Rüyaları süsleyen en güzel 10 ev – 1. bölüm

homify.com.tr homify.com.tr
Il Gelso Bianco, Architetto Floriana Errico Architetto Floriana Errico ラスティックスタイルの 寝室
Loading admin actions …

Bazı evler vardır ki, kimi zaman mimari üsluplarıyla, kimi zaman iç dekorasyonlarıyla, kimi zaman lokasyonları ya da manzaralarıyla aklımız çelerler. Ama bütün bu olumlu faktörleri bünyesinde toplayan bir ev hepimizin rüyalarını süsler. Hiçbir zaman böyle bir eve sahip olamayacağınızı düşünseniz bile, böylesi güzelliklere bakmak hem göz zevkinize iyi gelir, hem de hayal gücünüzü körükler. Ki dünyada imkânsız diye bir şey de yoktur. Kimbilir belki bir gün siz de bu evlerden birine sahip olabilirsiniz. 

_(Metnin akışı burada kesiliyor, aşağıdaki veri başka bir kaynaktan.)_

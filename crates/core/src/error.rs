/// Result alias that carries the custom [`SpectraError`] type.
pub type Result<T> = std::result::Result<T, SpectraError>;

/// Common error type for the core crate.
#[derive(Debug, thiserror::Error)]
pub enum SpectraError {
    /// The engine was configured with values it cannot run with, such as a
    /// non power-of-two FFT size. Raised at construction time only.
    #[error("invalid configuration: {0}")]
    InvalidConfiguration(String),
    /// A caller supplied buffer does not have the length the engine was
    /// configured with.
    #[error("{buffer} buffer has length {actual}, expected {expected}")]
    SizeMismatch {
        buffer: &'static str,
        expected: usize,
        actual: usize,
    },
    /// Capture device, decoder or output sink could not be opened.
    #[error("audio source unavailable: {0}")]
    SourceUnavailable(String),
    /// Internal state that should not happen, e.g. a poisoned lock.
    #[error("{0}")]
    Message(String),
    #[error("{0}")]
    Io(#[from] std::io::Error),
    #[error("{0}")]
    Json(#[from] serde_json::Error),
    #[error("{0}")]
    Wav(#[from] hound::Error),
    #[error("{0}")]
    Fft(#[from] realfft::FftError),
}

impl SpectraError {
    /// Creates a new error that simply wraps the provided message.
    pub fn msg<T: Into<String>>(msg: T) -> Self {
        Self::Message(msg.into())
    }

    pub fn invalid_config<T: Into<String>>(msg: T) -> Self {
        Self::InvalidConfiguration(msg.into())
    }

    pub fn unavailable<T: Into<String>>(msg: T) -> Self {
        Self::SourceUnavailable(msg.into())
    }

    /// Checks a caller supplied buffer length against the configured size.
    pub(crate) fn check_len(buffer: &'static str, expected: usize, actual: usize) -> Result<()> {
        if expected == actual {
            Ok(())
        } else {
            Err(Self::SizeMismatch {
                buffer,
                expected,
                actual,
            })
        }
    }
}

impl From<&str> for SpectraError {
    fn from(value: &str) -> Self {
        Self::msg(value)
    }
}

impl From<String> for SpectraError {
    fn from(value: String) -> Self {
        Self::Message(value)
    }
}

#[cfg(test)]
mod tests {
    use super::*;

    #[test]
    fn size_mismatch_names_the_buffer() {
        let err = SpectraError::check_len("bars", 8, 7).unwrap_err();
        assert!(matches!(
            err,
            SpectraError::SizeMismatch {
                buffer: "bars",
                expected: 8,
                actual: 7
            }
        ));
        assert_eq!(err.to_string(), "bars buffer has length 7, expected 8");
    }

    #[test]
    fn matching_length_passes() {
        assert!(SpectraError::check_len("waveform", 16, 16).is_ok());
    }
}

Tabii benim rüyalarımı süsleyen bir ev sizinkini süslemiyor ya da tam tersi söz konusu olabilir. Kimileri için hayallerdeki ev sonsuzluk hissi veren yüzme havuzuyla deniz kenarındaki bir villa iken, kimilerinin hayallerini karlar altında bir başına duran bir dağ evi süsler. Ya da kimileri restorasyondan geçmiş karakterli tarihi bir binayı tercih ederken, başka birinin rüyasında şehrin göbeğinde lüks bir rezidans olabilir. Sizin için hazırladığımız rüya evler serisinin bu ilk bölümünde tasarımı, mimarisi ve lokasyonuyla göz alıcı mustakil ev örneklerini inceliyoruz. Buyrun homify'daki en güzel, en göz alıcı evler arasnda birlikte güzel bir tura çıkalım.

1. Benim Afrikam

Tanıtacağımız ilk rüya ev, Güney Afrika'da sipariş üzerine tasarlanıp inşa edilen Aloe Ridge. Modern mimarinin en halis örneklerinden biri olan konut, Afrika'nın güney kıyılarına has ormanlarla çevrili bir bölgede bulunuyor.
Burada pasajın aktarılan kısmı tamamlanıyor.